Bountiful Deserts
Title | Bountiful Deserts PDF eBook |
Author | Cynthia Radding |
Publisher | University of Arizona Press |
Pages | 369 |
Release | 2022-10-11 |
Genre | History |
ISBN | 0816546916 |
Common understandings drawn from biblical references, literature, and art portray deserts as barren places that are far from God and spiritual sustenance. In our own time, attention focuses on the rigors of climate change in arid lands and the perils of the desert in the northern Mexican borderlands for migrants seeking shelter and a new life. Bountiful Deserts foregrounds the knowledge of Indigenous peoples in the arid lands of northwestern Mexico, for whom the desert was anything but barren or empty. Instead, they nurtured and harvested the desert as a bountiful and sacred space. Drawing together historical texts and oral testimonies, archaeology, and natural history, author Cynthia Radding develops the relationships between people and plants and the ways that Indigenous people sustained their worlds before European contact through the changes set in motion by Spanish encounters, highlighting the long process of colonial conflicts and adaptations over more than two centuries. This work reveals the spiritual power of deserts by weaving together the cultural practices of historical peoples and contemporary living communities, centered especially on the Yaqui/Yoeme and Mayo/Yoreme. Radding uses the tools of history, anthropology, geography, and ecology to paint an expansive picture of Indigenous worlds before and during colonial encounters. She re-creates the Indigenous worlds in both their spiritual and material realms, bringing together the analytical dimension of scientific research and the wisdom of oral traditions in its exploration of different kinds of knowledge about the natural world.

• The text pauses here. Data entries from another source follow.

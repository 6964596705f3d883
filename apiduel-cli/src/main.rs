// SPDX-License-Identifier: Apache-2.0
// Copyright 2025 Rafael Mendes

//! apiduel CLI
//!
//! Command-line interface for the REST vs GraphQL benchmark experiment.

use std::path::PathBuf;

use clap::{Parser, Subcommand};

mod commands;
mod report;

/// apiduel - Paired REST vs GraphQL benchmark
#[derive(Parser)]
#[command(name = "apiduel")]
#[command(author, version, about, long_about = None)]
pub struct Cli {
    /// Configuration file path (apiduel.yaml is used when present)
    #[arg(short, long)]
    pub config: Option<PathBuf>,

    /// Enable verbose logging
    #[arg(short, long)]
    pub verbose: bool,

    #[command(subcommand)]
    pub command: Commands,
}

#[derive(Subcommand)]
pub enum Commands {
    /// Run the full experiment: servers, measurement, analysis
    Run,

    /// Run measurements against already-running servers
    Measure,

    /// Analyze a results file and render the report
    Analyze {
        /// Results file (defaults to the newest in the output directory)
        file: Option<PathBuf>,
    },

    /// Start the demo REST and GraphQL servers
    Serve,

    /// Validate a configuration file
    Validate {
        /// Path to the configuration file
        file: String,
    },
}

#[tokio::main]
async fn main() -> Result<(), Box<dyn std::error::Error>> {
    let cli = Cli::parse();

    // Initialize logging
    let log_level = if cli.verbose { "debug" } else { "info" };
    tracing_subscriber::fmt().with_env_filter(log_level).init();

    let config = cli.config.as_deref();

    // Dispatch to command handlers
    match cli.command {
        Commands::Run => commands::run::execute(config).await,
        Commands::Measure => commands::measure::execute(config).await,
        Commands::Analyze { file } => commands::analyze::execute(config, file.as_deref()).await,
        Commands::Serve => commands::serve::execute(config).await,
        Commands::Validate { file } => commands::validate::execute(&file).await,
    }
}
// SPDX-License-Identifier: Apache-2.0
// Copyright 2025 Rafael Mendes

//! YAML configuration parser with strict validation.
//!
//! An explicitly passed config path must exist and parse; when the default
//! path is absent the built-in defaults apply so the tool runs out of the
//! box. Any invalid field prevents the run from starting.

use std::path::Path;

use serde::Deserialize;

use crate::error::{BenchError, BenchResult, ValidationError};

/// Default configuration file path, relative to the working directory.
pub const DEFAULT_CONFIG_PATH: &str = "apiduel.yaml";

/// Raw configuration as parsed from YAML (before validation).
#[derive(Debug, Deserialize)]
struct RawConfig {
    #[serde(default = "default_host")]
    host: String,
    #[serde(default = "default_rest_port")]
    rest_port: u16,
    #[serde(default = "default_graphql_port")]
    graphql_port: u16,
    #[serde(default = "default_repetitions")]
    repetitions: u32,
    #[serde(default = "default_warmup")]
    warmup: u32,
    #[serde(default = "default_output_dir")]
    output_dir: String,
}

fn default_host() -> String {
    "127.0.0.1".to_string()
}

fn default_rest_port() -> u16 {
    5000
}

fn default_graphql_port() -> u16 {
    5001
}

fn default_repetitions() -> u32 {
    100
}

fn default_warmup() -> u32 {
    5
}

fn default_output_dir() -> String {
    "results".to_string()
}

impl Default for RawConfig {
    fn default() -> Self {
        Self {
            host: default_host(),
            rest_port: default_rest_port(),
            graphql_port: default_graphql_port(),
            repetitions: default_repetitions(),
            warmup: default_warmup(),
            output_dir: default_output_dir(),
        }
    }
}

/// Validated benchmark configuration.
#[derive(Debug, Clone)]
pub struct Config {
    pub host: String,
    pub rest_port: u16,
    pub graphql_port: u16,
    pub repetitions: u32,
    pub warmup: u32,
    pub output_dir: std::path::PathBuf,
}

impl Config {
    /// Base URL of the REST server, e.g. `http://127.0.0.1:5000`.
    pub fn rest_base_url(&self) -> String {
        format!("http://{}:{}", self.host, self.rest_port)
    }

    /// Base URL of the GraphQL server.
    pub fn graphql_base_url(&self) -> String {
        format!("http://{}:{}", self.host, self.graphql_port)
    }

    /// Full URL of the GraphQL endpoint.
    pub fn graphql_url(&self) -> String {
        format!("{}/graphql", self.graphql_base_url())
    }

    /// Load and validate configuration from a YAML file.
    /// The file must exist - missing explicit paths fail fast.
    pub fn load_file(path: impl AsRef<Path>) -> BenchResult<Self> {
        let path = path.as_ref();

        if !path.exists() {
            return Err(BenchError::ConfigNotFound {
                path: path.to_path_buf(),
            });
        }

        let content = std::fs::read_to_string(path).map_err(|e| BenchError::Io {
            context: "reading config file",
            source: e,
        })?;

        Self::load_string(&content)
    }

    /// Load and validate configuration from a YAML string.
    pub fn load_string(content: &str) -> BenchResult<Self> {
        let raw: RawConfig = serde_yaml::from_str(content).map_err(|e| BenchError::ConfigParse {
            message: format!("YAML parse error: {}", e),
        })?;

        Self::validate(raw)
    }

    /// Resolve configuration for a CLI invocation: an explicit path must
    /// exist; otherwise the default path is used if present, and the
    /// built-in defaults apply when it is not.
    pub fn load_or_default(explicit: Option<&Path>) -> BenchResult<Self> {
        match explicit {
            Some(path) => Self::load_file(path),
            None => {
                let default = Path::new(DEFAULT_CONFIG_PATH);
                if default.exists() {
                    Self::load_file(default)
                } else {
                    tracing::debug!("no {} found, using built-in defaults", DEFAULT_CONFIG_PATH);
                    Self::validate(RawConfig::default())
                }
            }
        }
    }

    /// Validate raw configuration and convert to the typed form.
    fn validate(raw: RawConfig) -> BenchResult<Self> {
        if raw.host.is_empty() {
            return Err(ValidationError::InvalidFieldValue {
                field: "host",
                value: raw.host,
                reason: "Host cannot be empty".to_string(),
            }
            .into());
        }

        if raw.rest_port == 0 {
            return Err(ValidationError::InvalidPort {
                port: raw.rest_port,
                reason: "REST port must be non-zero".to_string(),
            }
            .into());
        }

        if raw.graphql_port == 0 {
            return Err(ValidationError::InvalidPort {
                port: raw.graphql_port,
                reason: "GraphQL port must be non-zero".to_string(),
            }
            .into());
        }

        if raw.rest_port == raw.graphql_port {
            return Err(ValidationError::InvalidPort {
                port: raw.graphql_port,
                reason: "REST and GraphQL servers cannot share a port".to_string(),
            }
            .into());
        }

        // The paired t-test needs at least two pairs.
        if raw.repetitions < 2 {
            return Err(ValidationError::InvalidFieldValue {
                field: "repetitions",
                value: raw.repetitions.to_string(),
                reason: "At least 2 repetitions are required for the paired test".to_string(),
            }
            .into());
        }

        if raw.output_dir.is_empty() {
            return Err(ValidationError::InvalidFieldValue {
                field: "output_dir",
                value: raw.output_dir,
                reason: "Output directory cannot be empty".to_string(),
            }
            .into());
        }

        Ok(Config {
            host: raw.host,
            rest_port: raw.rest_port,
            graphql_port: raw.graphql_port,
            repetitions: raw.repetitions,
            warmup: raw.warmup,
            output_dir: std::path::PathBuf::from(raw.output_dir),
        })
    }
}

Published in cooperation with the William P. Clements Center for Southwest Studies, Southern Methodist University
Gathering the Desert
Title | Gathering the Desert PDF eBook |
Author | Gary Paul Nabhan |
Publisher | University of Arizona Press |
Pages | 228 |
Release | 1985 |
Genre | Gardening |
ISBN | 9780816510146 |
Looks at the history and uses of plants of the Sonoran Desert, including creosote, palm trees, mesquite, organpipe cactus, amaranth, chiles, and Devil's claw
Wet and Dry Environments
Title | Wet and Dry Environments PDF eBook |
Author | |
Publisher | R.I.C. Publications |
Pages | 109 |
Release | 2007 |
Genre | Desert ecology |
ISBN | 174126670X |
Bountiful Deserts
Title | Bountiful Deserts PDF eBook |
Author | Cynthia Radding |
Publisher | Latin American Landscapes |
Pages | 368 |
Release | 2022 |
Genre | History |
ISBN | 9780816546923 |
Set in the arid lands of northwestern Mexico, this book foregrounds the knowledge of Indigenous peoples who harvested the desert as bountiful in its material resources and sacred spaces. Author Cynthia Radding uses the tools of history, anthropology, geography, and ecology to re-create the means of defending Indigenous worlds through colonial encounters, the formation of mixed societies, and the direct conflicts over forests, grasslands, streams, and coastal estuaries that sustained wildlife, horticulture, foraging, hunting, fishing, and--after European contact--livestock and extractive industries. She returns in each chapter to the spiritual power of nature and the enduring cultural significance of the worlds that Indigenous communities created and defended.
Storied Deserts
Title | Storied Deserts PDF eBook |
Author | Celina Osuna |
Publisher | Taylor & Francis |
Pages | 265 |
Release | 2024-06-28 |
Genre | Nature |
ISBN | 1040044689 |
Storied Deserts makes a crucial and critical intervention in the field of environmental humanities by showcasing an emerging body of research on desert places from around the world. Deserts, despite dominant stereotypes of wasteland and barrenness, are culturally and ecologically abundant places. This edited volume sets out to reimagine the world’s desert places and the very concept of "the desert" itself, taking a boldly interdisciplinary and multicultural approach. Authors engage in literary ecocriticism and ecopoetics, film and visual studies, critical theory, personal and transdisciplinary reflection, creative practices, and historical scholarship. Through their diverse range of perspectives, contributors show how arid lands have been and can be understood as sites of narrative production, places where signs and imaginaries are born from the materialities of space and entanglement. In this way, this volume highlights how the storied matter of the Earth’s deserts informs lived realities, environmental histories, cinematic and literary imaginaries, political conflicts, and even intellectual categories such as "the human" and "the elemental". Ultimately, this book shows that reimagining desert places can help us to grapple with the epochal challenges of the Anthropocene. It is an important and engaging collection for scholars and students across disciplines that helps establish the value of desert humanities.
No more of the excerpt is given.